Segment Start: Material to process
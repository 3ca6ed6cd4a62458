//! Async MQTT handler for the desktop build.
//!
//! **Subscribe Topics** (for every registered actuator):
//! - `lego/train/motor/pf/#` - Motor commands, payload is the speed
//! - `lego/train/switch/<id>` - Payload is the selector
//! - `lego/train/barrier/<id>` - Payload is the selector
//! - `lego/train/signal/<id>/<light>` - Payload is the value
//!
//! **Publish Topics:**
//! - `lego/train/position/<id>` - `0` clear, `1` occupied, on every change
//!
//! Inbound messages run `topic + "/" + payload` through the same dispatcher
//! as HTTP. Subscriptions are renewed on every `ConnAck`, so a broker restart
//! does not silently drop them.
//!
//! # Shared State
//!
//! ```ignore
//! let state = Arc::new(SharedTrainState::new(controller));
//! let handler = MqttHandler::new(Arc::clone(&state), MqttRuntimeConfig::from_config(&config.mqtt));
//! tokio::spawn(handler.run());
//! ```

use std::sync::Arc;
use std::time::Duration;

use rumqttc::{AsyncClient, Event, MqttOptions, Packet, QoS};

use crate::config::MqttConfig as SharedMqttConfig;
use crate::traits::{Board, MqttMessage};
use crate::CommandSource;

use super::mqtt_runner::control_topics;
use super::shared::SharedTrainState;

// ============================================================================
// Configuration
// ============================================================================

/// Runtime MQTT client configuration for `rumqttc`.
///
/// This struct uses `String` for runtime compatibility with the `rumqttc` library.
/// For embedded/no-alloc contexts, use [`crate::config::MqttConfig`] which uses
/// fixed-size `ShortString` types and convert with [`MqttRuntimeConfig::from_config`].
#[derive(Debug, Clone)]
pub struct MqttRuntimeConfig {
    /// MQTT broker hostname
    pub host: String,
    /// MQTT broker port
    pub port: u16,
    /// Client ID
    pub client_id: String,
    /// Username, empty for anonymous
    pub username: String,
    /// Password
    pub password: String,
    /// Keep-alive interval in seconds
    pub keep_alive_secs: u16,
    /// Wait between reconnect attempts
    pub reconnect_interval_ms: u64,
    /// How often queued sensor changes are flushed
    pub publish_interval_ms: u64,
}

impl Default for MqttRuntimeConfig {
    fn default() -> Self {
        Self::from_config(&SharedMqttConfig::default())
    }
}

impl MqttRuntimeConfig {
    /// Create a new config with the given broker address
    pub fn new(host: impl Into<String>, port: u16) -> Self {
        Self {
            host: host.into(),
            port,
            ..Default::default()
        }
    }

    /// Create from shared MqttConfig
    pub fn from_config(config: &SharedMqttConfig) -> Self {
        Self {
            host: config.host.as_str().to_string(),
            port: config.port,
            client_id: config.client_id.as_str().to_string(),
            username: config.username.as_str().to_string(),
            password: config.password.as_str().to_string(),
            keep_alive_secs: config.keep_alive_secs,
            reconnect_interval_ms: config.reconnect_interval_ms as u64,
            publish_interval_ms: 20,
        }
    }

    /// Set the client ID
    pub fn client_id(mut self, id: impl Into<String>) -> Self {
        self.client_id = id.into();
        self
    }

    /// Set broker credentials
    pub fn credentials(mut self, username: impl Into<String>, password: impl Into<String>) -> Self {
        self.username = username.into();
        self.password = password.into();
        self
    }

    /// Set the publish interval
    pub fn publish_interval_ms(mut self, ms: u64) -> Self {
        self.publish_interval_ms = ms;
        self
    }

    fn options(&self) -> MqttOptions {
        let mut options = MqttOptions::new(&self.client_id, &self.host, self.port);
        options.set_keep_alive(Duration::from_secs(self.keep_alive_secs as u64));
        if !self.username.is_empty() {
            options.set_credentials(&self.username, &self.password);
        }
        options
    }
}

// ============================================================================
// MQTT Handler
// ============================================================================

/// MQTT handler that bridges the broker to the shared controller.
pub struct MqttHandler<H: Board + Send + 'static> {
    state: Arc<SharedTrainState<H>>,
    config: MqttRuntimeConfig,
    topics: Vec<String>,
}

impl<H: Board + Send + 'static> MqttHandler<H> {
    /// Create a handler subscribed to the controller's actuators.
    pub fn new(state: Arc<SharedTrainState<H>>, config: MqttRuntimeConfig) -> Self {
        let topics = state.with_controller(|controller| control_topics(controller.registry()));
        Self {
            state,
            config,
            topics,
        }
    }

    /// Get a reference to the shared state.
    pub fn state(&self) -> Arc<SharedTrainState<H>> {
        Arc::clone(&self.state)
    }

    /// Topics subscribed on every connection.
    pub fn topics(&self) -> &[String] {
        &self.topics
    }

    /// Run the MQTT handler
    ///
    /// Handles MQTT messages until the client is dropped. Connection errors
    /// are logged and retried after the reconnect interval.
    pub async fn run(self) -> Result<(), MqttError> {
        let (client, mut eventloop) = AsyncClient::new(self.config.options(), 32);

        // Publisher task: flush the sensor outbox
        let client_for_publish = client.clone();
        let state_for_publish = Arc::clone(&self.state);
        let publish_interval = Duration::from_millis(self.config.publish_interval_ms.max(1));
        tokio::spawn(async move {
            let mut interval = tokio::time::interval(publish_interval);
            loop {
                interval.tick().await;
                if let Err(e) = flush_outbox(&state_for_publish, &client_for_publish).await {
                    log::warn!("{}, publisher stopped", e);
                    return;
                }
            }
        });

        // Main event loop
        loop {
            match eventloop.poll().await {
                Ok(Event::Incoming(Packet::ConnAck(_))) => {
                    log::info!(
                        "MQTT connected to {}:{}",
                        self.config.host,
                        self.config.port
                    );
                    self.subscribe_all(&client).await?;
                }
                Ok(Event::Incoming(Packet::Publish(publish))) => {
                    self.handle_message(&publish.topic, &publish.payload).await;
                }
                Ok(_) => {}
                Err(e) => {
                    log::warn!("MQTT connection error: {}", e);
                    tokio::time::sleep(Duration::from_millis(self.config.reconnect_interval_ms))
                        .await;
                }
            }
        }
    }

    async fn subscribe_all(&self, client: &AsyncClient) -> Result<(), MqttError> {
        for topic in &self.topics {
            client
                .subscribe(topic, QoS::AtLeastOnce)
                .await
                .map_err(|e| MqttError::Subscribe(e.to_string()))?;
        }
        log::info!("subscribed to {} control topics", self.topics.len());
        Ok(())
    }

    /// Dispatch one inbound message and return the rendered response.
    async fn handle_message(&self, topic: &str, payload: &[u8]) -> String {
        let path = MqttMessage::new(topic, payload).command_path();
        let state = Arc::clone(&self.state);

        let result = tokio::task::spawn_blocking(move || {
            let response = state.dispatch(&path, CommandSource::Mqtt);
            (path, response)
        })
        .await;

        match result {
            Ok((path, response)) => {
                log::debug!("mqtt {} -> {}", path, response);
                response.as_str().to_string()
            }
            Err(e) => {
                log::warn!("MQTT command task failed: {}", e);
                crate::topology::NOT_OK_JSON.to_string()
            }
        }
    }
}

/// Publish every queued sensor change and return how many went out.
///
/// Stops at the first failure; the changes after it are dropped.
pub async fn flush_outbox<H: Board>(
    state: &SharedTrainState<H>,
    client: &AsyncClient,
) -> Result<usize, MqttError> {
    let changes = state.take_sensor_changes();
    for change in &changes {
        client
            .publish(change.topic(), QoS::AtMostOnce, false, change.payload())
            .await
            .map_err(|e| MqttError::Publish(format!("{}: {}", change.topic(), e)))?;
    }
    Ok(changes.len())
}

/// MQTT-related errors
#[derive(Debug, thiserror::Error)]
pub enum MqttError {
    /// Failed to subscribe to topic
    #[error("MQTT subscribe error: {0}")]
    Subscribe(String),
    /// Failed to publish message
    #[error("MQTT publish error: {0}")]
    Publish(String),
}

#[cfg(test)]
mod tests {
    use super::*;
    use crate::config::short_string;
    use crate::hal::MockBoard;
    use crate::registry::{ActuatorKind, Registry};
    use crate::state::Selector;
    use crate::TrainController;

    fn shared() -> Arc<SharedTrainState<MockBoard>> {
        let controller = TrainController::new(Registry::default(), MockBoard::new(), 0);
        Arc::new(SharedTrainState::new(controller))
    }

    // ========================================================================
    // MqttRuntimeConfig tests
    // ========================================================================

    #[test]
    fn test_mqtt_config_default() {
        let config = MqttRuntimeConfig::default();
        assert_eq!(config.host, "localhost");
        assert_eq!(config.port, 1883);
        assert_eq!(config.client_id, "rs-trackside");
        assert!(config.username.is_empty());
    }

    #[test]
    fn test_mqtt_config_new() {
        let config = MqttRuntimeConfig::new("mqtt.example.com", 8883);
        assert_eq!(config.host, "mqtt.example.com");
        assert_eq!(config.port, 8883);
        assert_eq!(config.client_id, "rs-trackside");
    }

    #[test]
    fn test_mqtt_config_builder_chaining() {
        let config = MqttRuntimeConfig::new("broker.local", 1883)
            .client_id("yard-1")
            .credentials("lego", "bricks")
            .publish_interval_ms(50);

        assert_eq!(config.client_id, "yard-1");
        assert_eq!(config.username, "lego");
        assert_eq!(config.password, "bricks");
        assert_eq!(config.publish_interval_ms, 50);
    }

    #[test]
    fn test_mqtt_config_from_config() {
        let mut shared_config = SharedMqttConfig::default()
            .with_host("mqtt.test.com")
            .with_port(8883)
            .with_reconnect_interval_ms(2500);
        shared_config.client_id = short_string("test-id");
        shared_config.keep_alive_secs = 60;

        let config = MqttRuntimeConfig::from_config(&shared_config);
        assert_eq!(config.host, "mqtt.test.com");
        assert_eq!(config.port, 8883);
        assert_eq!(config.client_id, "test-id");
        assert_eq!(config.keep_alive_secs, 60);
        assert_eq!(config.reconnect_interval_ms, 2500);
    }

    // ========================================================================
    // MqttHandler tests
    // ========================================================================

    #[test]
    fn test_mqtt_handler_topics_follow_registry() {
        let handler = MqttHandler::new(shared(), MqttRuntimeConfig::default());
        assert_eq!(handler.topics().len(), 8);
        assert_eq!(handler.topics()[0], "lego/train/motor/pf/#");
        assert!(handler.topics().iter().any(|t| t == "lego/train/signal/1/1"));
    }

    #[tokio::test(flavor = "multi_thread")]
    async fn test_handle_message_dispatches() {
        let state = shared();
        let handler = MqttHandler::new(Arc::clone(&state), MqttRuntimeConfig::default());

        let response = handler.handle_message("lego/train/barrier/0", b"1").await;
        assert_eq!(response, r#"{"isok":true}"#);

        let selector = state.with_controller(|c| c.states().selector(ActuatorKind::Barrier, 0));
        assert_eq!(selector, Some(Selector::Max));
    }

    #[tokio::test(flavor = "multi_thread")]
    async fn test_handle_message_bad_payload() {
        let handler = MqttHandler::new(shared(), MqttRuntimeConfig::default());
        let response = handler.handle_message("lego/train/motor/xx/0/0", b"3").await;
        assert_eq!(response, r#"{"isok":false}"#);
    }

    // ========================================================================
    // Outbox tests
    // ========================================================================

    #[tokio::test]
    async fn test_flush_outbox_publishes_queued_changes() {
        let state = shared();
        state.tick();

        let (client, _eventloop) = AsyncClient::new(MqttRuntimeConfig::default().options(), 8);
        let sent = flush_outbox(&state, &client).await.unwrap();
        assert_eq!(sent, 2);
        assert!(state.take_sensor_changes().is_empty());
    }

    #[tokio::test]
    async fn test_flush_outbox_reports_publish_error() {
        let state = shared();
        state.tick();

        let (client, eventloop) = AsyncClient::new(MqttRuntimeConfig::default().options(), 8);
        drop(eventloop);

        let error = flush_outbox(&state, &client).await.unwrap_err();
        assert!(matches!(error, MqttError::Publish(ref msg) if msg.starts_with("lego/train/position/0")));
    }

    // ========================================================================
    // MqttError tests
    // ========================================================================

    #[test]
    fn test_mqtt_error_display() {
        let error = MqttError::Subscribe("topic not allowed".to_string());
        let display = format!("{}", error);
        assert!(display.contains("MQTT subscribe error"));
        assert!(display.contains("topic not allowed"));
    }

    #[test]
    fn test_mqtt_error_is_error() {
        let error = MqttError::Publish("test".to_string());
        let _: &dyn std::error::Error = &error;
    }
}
Segment End: Material to process
Exercise instructions :: Return exactly the lines that run from the top of the listing above to the line containing "use crate::CommandSource;", please, keeping both end lines and leaving out everything else.

Answer to this exercise ::
repository 3ca6ed6cd4a62458
//! Async MQTT handler for the desktop build.
//!
//! **Subscribe Topics** (for every registered actuator):
//! - `lego/train/motor/pf/#` - Motor commands, payload is the speed
//! - `lego/train/switch/<id>` - Payload is the selector
//! - `lego/train/barrier/<id>` - Payload is the selector
//! - `lego/train/signal/<id>/<light>` - Payload is the value
//!
//! **Publish Topics:**
//! - `lego/train/position/<id>` - `0` clear, `1` occupied, on every change
//!
//! Inbound messages run `topic + "/" + payload` through the same dispatcher
//! as HTTP. Subscriptions are renewed on every `ConnAck`, so a broker restart
//! does not silently drop them.
//!
//! # Shared State
//!
//! ```ignore
//! let state = Arc::new(SharedTrainState::new(controller));
//! let handler = MqttHandler::new(Arc::clone(&state), MqttRuntimeConfig::from_config(&config.mqtt));
//! tokio::spawn(handler.run());
//! ```

use std::sync::Arc;
use std::time::Duration;

use rumqttc::{AsyncClient, Event, MqttOptions, Packet, QoS};

use crate::config::MqttConfig as SharedMqttConfig;
use crate::traits::{Board, MqttMessage};
use crate::CommandSource;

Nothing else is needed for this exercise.